Every so often a fish turns up that a landing net simply cannot handle — too heavy, too long, or too green to fold into mesh without kicking free. That is the job a gaff exists for. A sharp hook on a firm handle lets you take hold of a serious fish and swing it aboard in one decisive move.

The gear either works or it doesn’t. A quality point buries and holds; a soft hook straightens on bone, a whippy handle robs you of control, and the fish you fought for slides off at the boat. The five gaffs below cover the spread, from a short fixed boat gaff for reef work to a telescopic that lives in a kayak hatch. Here is how they differ and how to pick the one that suits your fishing.

Quick Picks

  • Best all-round: AFTCO Taper-Tip Aluminium Gaff — fast, accurate, salt-proof.
  • Best stainless hook: KUFA Sports Stainless Steel Gaff — razor-sharp and strong.
  • Best value: Promar Premier Series Gaff — floats and well priced.
  • Best telescopic: SANLIKE Telescopic Fishing Gaff — packs down for the kayak.
  • Best big-game: BLUEWING Heavy-Duty Gaff — long reach and a big hook.
Three fishing gaffs of different lengths with hook covers laid out on timber beside a lanyard.
Hook size and handle length matter more than anything else when choosing a gaff.

How to Choose a Fishing Gaff

Start with one question: what is the biggest fish you realistically expect to land, and from where? A gaff is sized to the fish and the platform, not to your ambitions. Boat anglers chasing reef and pelagic fish want a stout fixed gaff; kayak and rock anglers trade some strength for a telescopic they can actually carry. The hook is the whole tool, and gap — the distance between point and shaft — needs to match your target: a narrow gap of a few centimetres suits bream and flathead, while a wide gap is essential for the deep shoulder of a big pelagic. Look for a needle or chemically sharpened point that bites on contact.

Handle length is a compromise. A short gaff of around a metre gives power and accuracy up close, which is what you want in a boat; a longer handle extends your reach from a high deck or the rocks but flexes more and is harder to aim. A fixed gaff is the strongest and the one to trust on genuinely large fish; a telescopic collapses for travel at the cost of some rigidity, so keep it for light and mid-size work. And here is the myth that loses fish — that you gaff wherever you can reach. You don’t. You take the shoulder just behind the head, from underneath, lifting through in one motion, never the tail where the fish still has all its power.
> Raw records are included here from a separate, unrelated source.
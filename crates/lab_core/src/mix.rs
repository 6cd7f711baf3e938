//! Mix lab: resolves the reagents in a virtual beaker to a canned outcome.

use catalog::{ExperimentDefinition, LabCatalog, ReactionKey, ReactionRule, MAX_REAGENTS};
use serde::Serialize;
use shared::{
    domain::{Animation, Quiz, ReagentId},
    protocol::Advisory,
};
use tracing::{debug, info};

pub const EMPTY_COLOR: &str = "transparent";
pub const NO_REACTION_COLOR: &str = "murky";
pub const NO_REACTION_TEXT: &str = "No visible reaction.";

#[derive(Debug, Clone, PartialEq, Eq, Serialize)]
#[serde(tag = "kind", rename_all = "snake_case")]
pub enum MixReaction {
    Empty,
    /// One reagent in the beaker and no single-reagent rule for it.
    Waiting,
    Matched { key: ReactionKey },
    NoReaction,
}

/// Snapshot of a beaker. Only the resolver produces non-empty states.
#[derive(Debug, Clone, PartialEq, Serialize)]
pub struct MixState {
    reagents: Vec<ReagentId>,
    reaction: MixReaction,
    color: String,
    animation: Option<Animation>,
    bubbles: bool,
    result_text: String,
    quiz: Option<Quiz>,
}

impl Default for MixState {
    fn default() -> Self {
        Self::empty()
    }
}

impl MixState {
    pub fn empty() -> Self {
        Self {
            reagents: Vec::new(),
            reaction: MixReaction::Empty,
            color: EMPTY_COLOR.to_string(),
            animation: None,
            bubbles: false,
            result_text: String::new(),
            quiz: None,
        }
    }

    /// Reagents in the order they were added.
    pub fn reagents(&self) -> &[ReagentId] {
        &self.reagents
    }

    pub fn reaction(&self) -> &MixReaction {
        &self.reaction
    }

    pub fn color(&self) -> &str {
        &self.color
    }

    pub fn animation(&self) -> Option<Animation> {
        self.animation
    }

    pub fn bubbles(&self) -> bool {
        self.bubbles
    }

    pub fn result_text(&self) -> &str {
        &self.result_text
    }

    pub fn quiz(&self) -> Option<&Quiz> {
        self.quiz.as_ref()
    }

    pub fn is_empty(&self) -> bool {
        self.reagents.is_empty()
    }

    pub fn is_full(&self) -> bool {
        self.reagents.len() >= MAX_REAGENTS
    }

    pub fn contains(&self, reagent_id: &ReagentId) -> bool {
        self.reagents.contains(reagent_id)
    }
}

#[derive(Debug, Clone, PartialEq, Serialize)]
pub struct MixUpdate {
    pub state: MixState,
    pub advisory: Option<Advisory>,
}

impl MixUpdate {
    fn unchanged(state: &MixState, advisory: Advisory) -> Self {
        debug!(advisory = ?advisory, "reagent rejected");
        Self {
            state: state.clone(),
            advisory: Some(advisory),
        }
    }
}

#[derive(Debug, Clone, Copy)]
pub struct ReagentMixResolver<'a> {
    catalog: &'a LabCatalog,
    palette: Option<&'a [ReagentId]>,
}

impl<'a> ReagentMixResolver<'a> {
    /// Resolver over every reagent in the catalog.
    pub fn new(catalog: &'a LabCatalog) -> Self {
        Self {
            catalog,
            palette: None,
        }
    }

    /// Resolver limited to the reagents an experiment puts on the bench.
    pub fn for_experiment(catalog: &'a LabCatalog, experiment: &'a ExperimentDefinition) -> Self {
        Self {
            catalog,
            palette: Some(experiment.palette.as_slice()),
        }
    }

    pub fn offers(&self, reagent_id: &ReagentId) -> bool {
        self.catalog.reagent(reagent_id).is_some()
            && self
                .palette
                .map_or(true, |palette| palette.contains(reagent_id))
    }

    pub fn add_reagent(&self, state: &MixState, reagent_id: &ReagentId) -> MixUpdate {
        if state.is_full() {
            return MixUpdate::unchanged(state, Advisory::CapacityReached { max: MAX_REAGENTS });
        }
        if !self.offers(reagent_id) {
            return MixUpdate::unchanged(
                state,
                Advisory::UnknownReagent {
                    reagent_id: reagent_id.clone(),
                },
            );
        }
        if state.contains(reagent_id) {
            return MixUpdate::unchanged(
                state,
                Advisory::DuplicateReagent {
                    reagent_id: reagent_id.clone(),
                },
            );
        }

        let mut reagents = state.reagents.clone();
        reagents.push(reagent_id.clone());
        debug!(reagent = %reagent_id, count = reagents.len(), "reagent added");

        MixUpdate {
            state: self.resolve(reagents),
            advisory: None,
        }
    }

    pub fn reset(&self) -> MixState {
        debug!("beaker reset");
        MixState::empty()
    }

    fn resolve(&self, reagents: Vec<ReagentId>) -> MixState {
        let key = ReactionKey::from_ids(&reagents);
        if let Some(rule) = self.catalog.reactions().lookup(&key) {
            info!(key = %key, "reaction matched");
            return matched(reagents, key, rule);
        }

        if let [only] = reagents.as_slice() {
            let (color, name) = self
                .catalog
                .reagent(only)
                .map(|reagent| (reagent.color.clone(), reagent.name.clone()))
                .unwrap_or_else(|| (EMPTY_COLOR.to_string(), only.to_string()));
            return MixState {
                reaction: MixReaction::Waiting,
                color,
                result_text: format!(
                    "{name} is in the beaker. Add another ingredient to see what happens."
                ),
                ..base(reagents)
            };
        }

        debug!(key = %key, "no reaction for combination");
        MixState {
            reaction: MixReaction::NoReaction,
            color: NO_REACTION_COLOR.to_string(),
            result_text: self.no_reaction_text(),
            ..base(reagents)
        }
    }

    fn no_reaction_text(&self) -> String {
        let hint = self
            .catalog
            .reactions()
            .suggestion(|reagent_id| self.offers(reagent_id))
            .map(|rule| {
                let names: Vec<&str> = rule
                    .key
                    .reagents()
                    .iter()
                    .filter_map(|id| self.catalog.reagent(id).map(|r| r.name.as_str()))
                    .collect();
                join_names(&names)
            });
        match hint {
            Some(names) => format!("{NO_REACTION_TEXT} Try mixing {names}."),
            None => NO_REACTION_TEXT.to_string(),
        }
    }
}

fn base(reagents: Vec<ReagentId>) -> MixState {
    MixState {
        reagents,
        ..MixState::empty()
    }
}

fn matched(reagents: Vec<ReagentId>, key: ReactionKey, rule: &ReactionRule) -> MixState {
    MixState {
        reagents,
        reaction: MixReaction::Matched { key },
        color: rule.color.clone(),
        animation: rule.animation,
        bubbles: rule.bubbles,
        result_text: rule.result_text.clone(),
        quiz: rule.quiz.clone(),
    }
}

fn join_names(names: &[&str]) -> String {
    match names {
        [] => String::new(),
        [only] => only.to_string(),
        [init @ .., last] => format!("{} and {last}", init.join(", ")),
    }
}

#[cfg(test)]
#[path = "tests/mix_tests.rs"]
mod tests;
use serde::{Deserialize, Serialize};

#[derive(Debug, Clone, PartialEq, Eq, Serialize, Deserialize)]
pub struct Goal {
    pub id: u32,
    pub title: String,
    pub completed: bool,
}

impl Goal {
    pub fn new(id: u32, title: impl Into<String>, completed: bool) -> Self {
        Self {
            id,
            title: title.into(),
            completed,
        }
    }
}

#[derive(Debug, Clone, PartialEq, Eq, Serialize, Deserialize)]
pub struct GoalBoard {
    goals: Vec<Goal>,
    streak_days: u32,
}

impl GoalBoard {
    pub fn new(goals: Vec<Goal>, streak_days: u32) -> Self {
        Self { goals, streak_days }
    }

    pub fn sample() -> Self {
        Self::new(
            vec![
                Goal::new(1, "Complete 2 video lessons", true),
                Goal::new(2, "Solve 5 math problems", true),
                Goal::new(3, "Take chemistry quiz", false),
                Goal::new(4, "Review biology notes", false),
            ],
            7,
        )
    }

    pub fn goals(&self) -> &[Goal] {
        &self.goals
    }

    pub fn streak_days(&self) -> u32 {
        self.streak_days
    }

    /// Flips a goal's completion. Returns false for unknown ids.
    pub fn toggle(&mut self, id: u32) -> bool {
        match self.goals.iter_mut().find(|goal| goal.id == id) {
            Some(goal) => {
                goal.completed = !goal.completed;
                true
            }
            None => false,
        }
    }

    /// Toggles each id in order and returns the ids that matched no goal.
    pub fn toggle_all(&mut self, ids: impl IntoIterator<Item = u32>) -> Vec<u32> {
        ids.into_iter().filter(|&id| !self.toggle(id)).collect()
    }

    pub fn completed_count(&self) -> usize {
        self.goals.iter().filter(|goal| goal.completed).count()
    }

    pub fn progress_percent(&self) -> f64 {
        if self.goals.is_empty() {
            return 0.0;
        }
        self.completed_count() as f64 / self.goals.len() as f64 * 100.0
    }
}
Aluminium is the standard handle for a good strength-to-weight balance, and a moulded or shrink grip stops the tool twisting in a wet palm at the worst moment. A galvanised or stainless hook resists the rust that quietly turns a sharp point blunt, so keep the point covered and sharp between trips, because a blunt gaff skates off scales instead of biting in. Some gaffs float if dropped, which is worth having where a lost gaff is gone for good. Spend on the hook and on the joint where head meets handle, since that is where a cheap gaff bends or pulls apart under load, and save on length and fancy finishes.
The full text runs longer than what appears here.